§ **PROBLEM DETAILS**: The line containing "fn request_reply_round_trip() ->" marks the end: output every line of the data up to it, and that line too, exactly as written.

(Saved data entries)

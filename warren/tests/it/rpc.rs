use std::thread;

use anyhow::{anyhow, Result};
use serde_derive::{Deserialize, Serialize};
use warren::{ConsumerOptions, ConsumerStrategy, ErrorKind, MessageEnvelope, QueueOptions, RpcClient};

use super::helper;

#[derive(Debug, Serialize, Deserialize)]
struct Transfer {
    from: String,
    to: String,
    amount: u64,
}

#[derive(Debug, Serialize, Deserialize, PartialEq)]
struct Receipt {
    id: u64,
    amount: u64,
}

#[test]
fn request_reply_round_trip() -> Result<()> {
    let (broker, channel) = helper::setup();
    let requests = helper::declare(&channel, "transfers");
    let replies = warren::Queue::declare(&channel, "", QueueOptions::default().exclusive(true))?;

    requests.respond(
        |envelope: MessageEnvelope<Transfer>, ack| {
            ack.ack()?;

            let transfer = envelope.into_payload();
            if transfer.from == transfer.to {
                return Err(anyhow!("cannot transfer to the same account"));
            }

            Ok(Receipt {
                id: 1,
                amount: transfer.amount,
            })
        },
        ConsumerOptions::default()
            .strategy(ConsumerStrategy::Pull)
            .serialize_exceptions(true),
    )?;

    let client = RpcClient::new(&replies)?;

    let ok = client.call(
        "transfers",
        &Transfer {
            from: "alice".into(),
            to: "bob".into(),
            amount: 20,
        },
    )?;
    let refused = client.call(
        "transfers",
        &Transfer {
            from: "bob".into(),
            to: "bob".into(),
            amount: 5,
        },
    )?;

    // Replies published by the pump need another dispatch round.
    let dispatcher = {
        let broker = broker.clone();

        thread::spawn(move || {
            for _ in 0..500 {
                broker.dispatch();
                thread::sleep(std::time::Duration::from_millis(2));
            }
        })
    };

    assert_eq!(ok.wait_for::<Receipt>()?, Receipt { id: 1, amount: 20 });

    let err = helper::to_client_error(refused.wait_for::<Receipt>());
    assert_eq!(err.kind, ErrorKind::RemoteFault);
    assert_eq!(err.message, "cannot transfer to the same account");

    assert_eq!(client.pending_count(), 0);
    client.close()?;
    dispatcher.join().unwrap();

    Ok(())
}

§ **WRITTEN ANSWER**:
filename warren/tests/it/rpc.rs
use std::thread;

use anyhow::{anyhow, Result};
use serde_derive::{Deserialize, Serialize};
use warren::{ConsumerOptions, ConsumerStrategy, ErrorKind, MessageEnvelope, QueueOptions, RpcClient};

use super::helper;

#[derive(Debug, Serialize, Deserialize)]
struct Transfer {
    from: String,
    to: String,
    amount: u64,
}

#[derive(Debug, Serialize, Deserialize, PartialEq)]
struct Receipt {
    id: u64,
    amount: u64,
}

#[test]
fn request_reply_round_trip() -> Result<()> {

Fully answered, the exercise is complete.